Friday, December 08, 2006

We hate those mices to pieces

All at once we got the cold, I like to blame Clint as a couple of days before it hit he said “all right, I’m ready for it to be cold,” but I’m sure it has much more to do with the fact that its December. We had been struggling to decide whether we would get a Christmas tree or not. At first I thought we’d just skip it this year since our living room is our dining room, but we realized it just wouldn’t feel like Christmas that way. So we set out on Tuesday, picked one up from Lowes, and even got a little Christmas shopping done. Energized by our progress we got home and set the whole thing up. It was quite fun because last year we hit the Target 90% off post-Christmas sale and decided that though we liked our simple, modern Christmas tree with the white lights and minimal flourishes, it just didn’t feel like Christmas. So with an insanity blazing in our eyes that could only be brought on by 90% off, we stocked up on colored lights and lots of red garland. And our tree is now full of flourishes to say the least, but it also feels like Christmas. We also wound white lights around evergreen garland and red garland around the banister to bring some of the warm glow upstairs.

After having accomplished all this in one night it was naturally pretty late. So we headed upstairs around 1:30 am and drifted off. Around that that point where my mind shuts off or at least floats beyond my grasp, and my head starts getting heavier, I hear Chloe. Now let me preface this with a few explanations of our rather peculiar cat (and this is the point where I have to embarrassingly admit that yes, I have psychoanalyzed my cat)…it is my theory that she was taken away from her mother too early, and thus was not left with any discernable instincts. Although she lived with Tiger for a couple of years apparently none of his skills transferred to her in any way- except the one where she now jumps on counters. Case in point- in our old apartment Tiger would rip the heads off mice and leave them on the rug for us to find. (maybe you can see where this is going…) The only things Chloe will play with are a string, Clint’s arm in a sweatshirt, and a sock stuffed with catnip. When she plays with this sock she puts it in her mouth, runs up the stairs, and makes a noise that can only be described as a muffled mix between meowing and the sound humans make when they can successfully master the rolling R sound of the Spanish language.

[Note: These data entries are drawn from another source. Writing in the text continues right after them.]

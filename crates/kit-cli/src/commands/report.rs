//! Terminal rendering of synchronizer results

use colored::Colorize;

use kit_core::{ManifestSynchronizer, SyncOutcome, SyncStatus};
use kit_fs::io;

use crate::error::Result;

/// Warn about an install that never confirmed success.
pub fn warn_pending(sync: &ManifestSynchronizer<'_>) -> Result<()> {
    let Some(pending) = sync.pending()? else {
        return Ok(());
    };

    let what = if pending.modules.is_empty() {
        String::new()
    } else {
        format!(" of {}", pending.modules.join(", "))
    };
    eprintln!(
        "{} a previous install{} did not finish ({}, started {})",
        "warning:".yellow().bold(),
        what,
        pending.command,
        pending.created_at.format("%Y-%m-%d %H:%M:%S UTC"),
    );

    let file_name = sync.manifest_path().file_name().unwrap_or("package.json");
    let current = io::read_text_if_exists(sync.manifest_path())?;
    if current.is_some_and(|text| pending.manifest_changed_since(&text)) {
        eprintln!("   {file_name} has been edited since then");
    }
    eprintln!("   installed packages may not match {file_name} until an install succeeds");
    Ok(())
}

/// Print an outcome. `verb` is the past tense used for applied changes.
pub fn print_outcome(verb: &str, outcome: &SyncOutcome) {
    for diagnostic in &outcome.diagnostics {
        eprintln!("{} {}", "warning:".yellow().bold(), diagnostic);
    }

    match outcome.status {
        SyncStatus::NothingToDo => {
            println!("{} Nothing to do.", "OK".green().bold());
        }
        SyncStatus::Preview => {
            println!("{} Dry run, package.json was not modified.", "=>".blue().bold());
            if outcome.is_noop() {
                println!("   No known modules requested.");
                return;
            }
            println!("   Would update: {}", outcome.staged.join(", ").cyan());
            println!("   Packages: {}", outcome.changed_packages.join(", "));
            if let Some(diff) = &outcome.diff {
                println!();
                print_diff(diff);
            }
        }
        SyncStatus::Applied => {
            if outcome.is_noop() {
                println!(
                    "{} No known modules requested; dependencies reinstalled.",
                    "OK".green().bold()
                );
                return;
            }
            println!(
                "{} {} {} ({})",
                "OK".green().bold(),
                verb,
                outcome.staged.join(", ").cyan(),
                outcome.changed_packages.join(", ")
            );
        }
    }
}

fn print_diff(diff: &str) {
    for line in diff.lines() {
        if line.starts_with("+++") || line.starts_with("---") {
            println!("{}", line.bold());
        } else if line.starts_with('+') {
            println!("{}", line.green());
        } else if line.starts_with('-') {
            println!("{}", line.red());
        } else if line.starts_with("@@") {
            println!("{}", line.cyan());
        } else {
            println!("{line}");
        }
    }
}
//! Manifest synchronization
//!
//! [`ManifestSynchronizer`] is the single entry point for the `add` and
//! `upgrade` flows. Each call walks `Loaded → Mutated → (Previewed |
//! Persisted)` once; nothing is retried and nothing is rolled back.

mod engine;
mod outcome;
mod preview;

pub use engine::{ManifestSynchronizer, SyncKind, SyncMode};
pub use outcome::{Diagnostic, SyncOutcome, SyncStatus};
pub use preview::unified_diff;
//! Recovery marker for installs that never confirmed success.
//!
//! The manifest is written before the package manager runs, so a failed
//! install leaves `package.json` claiming modules that are not installed. The
//! marker records that window: it is written right before the installer
//! starts and removed once it exits successfully. A marker found at the start
//! of a later run means the previous install did not finish.

use chrono::{DateTime, Utc};
use serde::{Deserialize, Serialize};

use kit_fs::{ConfigStore, KitPath, NormalizedPath, checksum, io};

use crate::error::Result;

/// Contents of `.fe-kit/pending-install.json`.
#[derive(Debug, Clone, PartialEq, Eq, Serialize, Deserialize)]
pub struct PendingInstall {
    /// Modules staged by the interrupted run.
    pub modules: Vec<String>,
    /// Packages whose dependency entries were changed.
    pub packages: Vec<String>,
    /// Install command that was about to run.
    pub command: String,
    /// Checksum of the manifest text that was written.
    pub manifest_checksum: String,
    pub created_at: DateTime<Utc>,
}

impl PendingInstall {
    pub fn new(
        modules: Vec<String>,
        packages: Vec<String>,
        command: String,
        manifest_text: &str,
    ) -> Self {
        Self {
            modules,
            packages,
            command,
            manifest_checksum: checksum::content_checksum(manifest_text),
            created_at: Utc::now(),
        }
    }

    /// Marker location under a project root.
    pub fn path_in(root: &NormalizedPath) -> NormalizedPath {
        root.join(KitPath::PendingInstall.as_str())
    }

    pub fn load(path: &NormalizedPath) -> Result<Option<Self>> {
        Ok(ConfigStore::new().load_optional(path)?)
    }

    pub fn save(&self, path: &NormalizedPath) -> Result<()> {
        ConfigStore::new().save(path, self)?;
        tracing::debug!(path = %path, "recovery marker written");
        Ok(())
    }

    /// Remove the marker. Returns whether one existed.
    pub fn clear(path: &NormalizedPath) -> Result<bool> {
        let removed = io::remove_if_exists(path)?;
        if removed {
            tracing::debug!(path = %path, "recovery marker cleared");
        }
        Ok(removed)
    }

    /// Whether the manifest was edited after the interrupted run wrote it.
    pub fn manifest_changed_since(&self, current_manifest: &str) -> bool {
        checksum::content_checksum(current_manifest) != self.manifest_checksum
    }
}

So- around 1:50 I wake up to Chloe making this noise. Normally this would not be concerning in anyway, but we have a lazy cat, which is to say that as soon as it gets dark she can only be seen moving between the couch, the bed, and her food bowl. So I wake Clint up and tell him “Chloe’s making that noise.” There is one other time this has happened in our house it resulting in me seeing in the dark what I have sworn is a mouse. After setting traps and not seeing a thing, Clint decided that indeed we have no mice, while I felt it could only be an indication that we have the smartest mice ever. So Tuesday, after we hear this ‘something in her mouth’ sound followed by Chloe scrambling like mad across the room, I have the feeling that Clint’s starting to believe me now. In what is a completely nonsensical response, we both leap to our feet to stand on the bed, and Clint decides to straddle the bed and the dresser to turn on the lamp.

And what do we see- but Chloe standing there with the mouse in her mouth. For me I say “see” theoretically because of course that was the three nights a year that I am not sleeping in my contacts so I didn’t actually see a thing. I commence making some sort of ridiculous noise, horrified at the thought that the cat that curls up to me at night is now poisoned with mouse disease, which makes her run into the other room and drop it. At this point we feel safe enough to step on the floor. I grab my glasses and we peek our heads around the corner with our tiny flash light, and we are confronted with a horrifying image- the mouse slowing vertically climbing up the wooden leg of our desk. Vertically. Climbing. Slowly. Now I realized they could get up on things from stories of them being on counters, but I guess in the back of my head I just imagined there was some sort of stair stepping process to the whole thing- not vertically climbing. The implications ran like wildfire through my mind- they could climb up the stairs, they could climb into our cabinets- they could climb into our bed! (that is if Chloe doesn’t loving toss it there for us). Which believe me if that happens, you will hear my scream from where you are; wherever you are.

We carried on with our brilliant plan to trap the mouse in the room with a cheese loaded trap, with towels stuffed under the door to trap it, and headed off to bed, sure that our efforts would successfully commence with one dead mouse. Now this may be the end of the story if you have forgotten my aforementioned conclusion that we have the smartest mice ever. Somehow our mouse evaded capture, and is living in what I can only assume is one of our shoes (they are of course all kept on the floor of the closet in what I’m now lovingly referring to as the ‘mouse room'). Clint is still a bit traumatized by the whole thing as this is the first time he’s actually had to confront the reality that there are indeed mice. I on the other hand, with much more time to adjust, am judiciously planning out a comprehensive warfare strategy which will hopefully conclude with at least one dead mouse.